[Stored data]
◆ ◆ ◆
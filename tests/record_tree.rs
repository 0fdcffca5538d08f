use bintree_rust::{BinaryTreeError, Field, Key, KeyKind, PayloadKind, Record, RecordTree};
use serde_json::json;

fn people() -> RecordTree {
    let mut tree = RecordTree::new(Some("people"));
    for (key, name) in [(30, "carol"), (10, "alice"), (40, "dave"), (20, "bob")] {
        tree.insert(Record::new(key).with_field("name", name)).unwrap();
    }
    tree
}

#[test]
fn find_returns_the_whole_record() {
    let tree = people();
    let bob = tree.find(&Key::Int(20)).unwrap().unwrap();
    assert_eq!(bob.get("name"), Some(Field::Text("bob".to_string())));
    assert_eq!(bob.to_json(), json!({"key": 20, "name": "bob"}));
    assert_eq!(tree.find(&Key::Int(25)).unwrap(), None);
}

#[test]
fn records_from_json() {
    let mut tree = RecordTree::new(None);
    let record = Record::try_from(json!({"key": "k1", "tags": ["x"], "meta": {"n": 1}})).unwrap();
    tree.insert(record).unwrap();
    assert_eq!(tree.kind(), PayloadKind::Record(Some(KeyKind::Text)));

    let found = tree.find(&Key::from("k1")).unwrap().unwrap();
    assert_eq!(found.to_json(), json!({"key": "k1", "tags": ["x"], "meta": {"n": 1}}));
}

#[test]
fn record_without_key_is_rejected() {
    let err = Record::from_json(json!({"name": "nobody"})).unwrap_err();
    assert!(matches!(err, BinaryTreeError::InvalidPayload(_)));
}

#[test]
fn mixed_key_kinds_are_rejected() {
    let mut tree = people();
    let err = tree.insert(Record::new("zed")).unwrap_err();
    assert!(matches!(err, BinaryTreeError::InvalidPayload(_)));
    assert!(matches!(tree.find(&Key::from("zed")), Err(BinaryTreeError::InvalidPayload(_))));
    assert_eq!(tree.len(), 4);
}

#[test]
fn preset_key_kind_is_enforced_from_the_start() {
    let mut tree = RecordTree::with_key_kind(None, KeyKind::Text);
    assert!(matches!(tree.insert(Record::new(1)), Err(BinaryTreeError::InvalidPayload(_))));
    tree.insert(Record::new("a")).unwrap();
    assert_eq!(tree.len(), 1);
}

#[test]
fn duplicate_keys_resolve_to_the_first_inserted() {
    let mut tree = RecordTree::new(None);
    tree.insert(Record::new(1).with_field("v", "first")).unwrap();
    tree.insert(Record::new(1).with_field("v", "second")).unwrap();
    assert_eq!(tree.len(), 2);
    let found = tree.find(&Key::Int(1)).unwrap().unwrap();
    assert_eq!(found.get("v"), Some(Field::from("first")));
}

#[test]
fn eliminate_and_subtree_follow_record_keys() {
    let mut tree = people();
    let sub = tree.subtree(&Key::Int(10)).unwrap();
    assert_eq!(sub.name(), Some("sub_people"));
    let sub_keys: Vec<&Key> = sub.keys().collect();
    assert_eq!(sub_keys, vec![&Key::Int(10), &Key::Int(20)]);

    tree.eliminate(&Key::Int(10)).unwrap();
    assert_eq!(tree.find(&Key::Int(20)).unwrap(), None);
    assert!(tree.find(&Key::Int(30)).unwrap().is_some());
    assert!(sub.find(&Key::Int(20)).unwrap().is_some());
}

#[test]
fn find_many_returns_options() {
    let tree = people();
    let found = tree.find_many(&[Key::Int(40), Key::Int(41)]).unwrap().into_vec();
    assert_eq!(found.len(), 2);
    assert!(found[0].is_some());
    assert!(found[1].is_none());
}

#[test]
fn emptied_tree_behaves_like_a_fresh_one() {
    let mut tree = people();
    tree.empty();
    tree.insert(Record::new("zed")).unwrap();
    assert_eq!(tree.kind(), PayloadKind::Record(Some(KeyKind::Text)));
    assert_eq!(tree.name(), Some("people"));
}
◆ ◆ ◆
** Assigned task **
The records above must be retyped in full, exactly as written.

** Output of the exercise **
filename tests/record_tree.rs
repository 0fdcffca5538d08f
use bintree_rust::{BinaryTreeError, Field, Key, KeyKind, PayloadKind, Record, RecordTree};
use serde_json::json;

fn people() -> RecordTree {
    let mut tree = RecordTree::new(Some("people"));
    for (key, name) in [(30, "carol"), (10, "alice"), (40, "dave"), (20, "bob")] {
        tree.insert(Record::new(key).with_field("name", name)).unwrap();
    }
    tree
}

#[test]
fn find_returns_the_whole_record() {
    let tree = people();
    let bob = tree.find(&Key::Int(20)).unwrap().unwrap();
    assert_eq!(bob.get("name"), Some(Field::Text("bob".to_string())));
    assert_eq!(bob.to_json(), json!({"key": 20, "name": "bob"}));
    assert_eq!(tree.find(&Key::Int(25)).unwrap(), None);
}

#[test]
fn records_from_json() {
    let mut tree = RecordTree::new(None);
    let record = Record::try_from(json!({"key": "k1", "tags": ["x"], "meta": {"n": 1}})).unwrap();
    tree.insert(record).unwrap();
    assert_eq!(tree.kind(), PayloadKind::Record(Some(KeyKind::Text)));

    let found = tree.find(&Key::from("k1")).unwrap().unwrap();
    assert_eq!(found.to_json(), json!({"key": "k1", "tags": ["x"], "meta": {"n": 1}}));
}

#[test]
fn record_without_key_is_rejected() {
    let err = Record::from_json(json!({"name": "nobody"})).unwrap_err();
    assert!(matches!(err, BinaryTreeError::InvalidPayload(_)));
}

#[test]
fn mixed_key_kinds_are_rejected() {
    let mut tree = people();
    let err = tree.insert(Record::new("zed")).unwrap_err();
    assert!(matches!(err, BinaryTreeError::InvalidPayload(_)));
    assert!(matches!(tree.find(&Key::from("zed")), Err(BinaryTreeError::InvalidPayload(_))));
    assert_eq!(tree.len(), 4);
}

#[test]
fn preset_key_kind_is_enforced_from_the_start() {
    let mut tree = RecordTree::with_key_kind(None, KeyKind::Text);
    assert!(matches!(tree.insert(Record::new(1)), Err(BinaryTreeError::InvalidPayload(_))));
    tree.insert(Record::new("a")).unwrap();
    assert_eq!(tree.len(), 1);
}

#[test]
fn duplicate_keys_resolve_to_the_first_inserted() {
    let mut tree = RecordTree::new(None);
    tree.insert(Record::new(1).with_field("v", "first")).unwrap();
    tree.insert(Record::new(1).with_field("v", "second")).unwrap();
    assert_eq!(tree.len(), 2);
    let found = tree.find(&Key::Int(1)).unwrap().unwrap();
    assert_eq!(found.get("v"), Some(Field::from("first")));
}

#[test]
fn eliminate_and_subtree_follow_record_keys() {
    let mut tree = people();
    let sub = tree.subtree(&Key::Int(10)).unwrap();
    assert_eq!(sub.name(), Some("sub_people"));
    let sub_keys: Vec<&Key> = sub.keys().collect();
    assert_eq!(sub_keys, vec![&Key::Int(10), &Key::Int(20)]);

    tree.eliminate(&Key::Int(10)).unwrap();
    assert_eq!(tree.find(&Key::Int(20)).unwrap(), None);
    assert!(tree.find(&Key::Int(30)).unwrap().is_some());
    assert!(sub.find(&Key::Int(20)).unwrap().is_some());
}

#[test]
fn find_many_returns_options() {
    let tree = people();
    let found = tree.find_many(&[Key::Int(40), Key::Int(41)]).unwrap().into_vec();
    assert_eq!(found.len(), 2);
    assert!(found[0].is_some());
    assert!(found[1].is_none());
}

#[test]
fn emptied_tree_behaves_like_a_fresh_one() {
    let mut tree = people();
    tree.empty();
    tree.insert(Record::new("zed")).unwrap();
    assert_eq!(tree.kind(), PayloadKind::Record(Some(KeyKind::Text)));
    assert_eq!(tree.name(), Some("people"));
}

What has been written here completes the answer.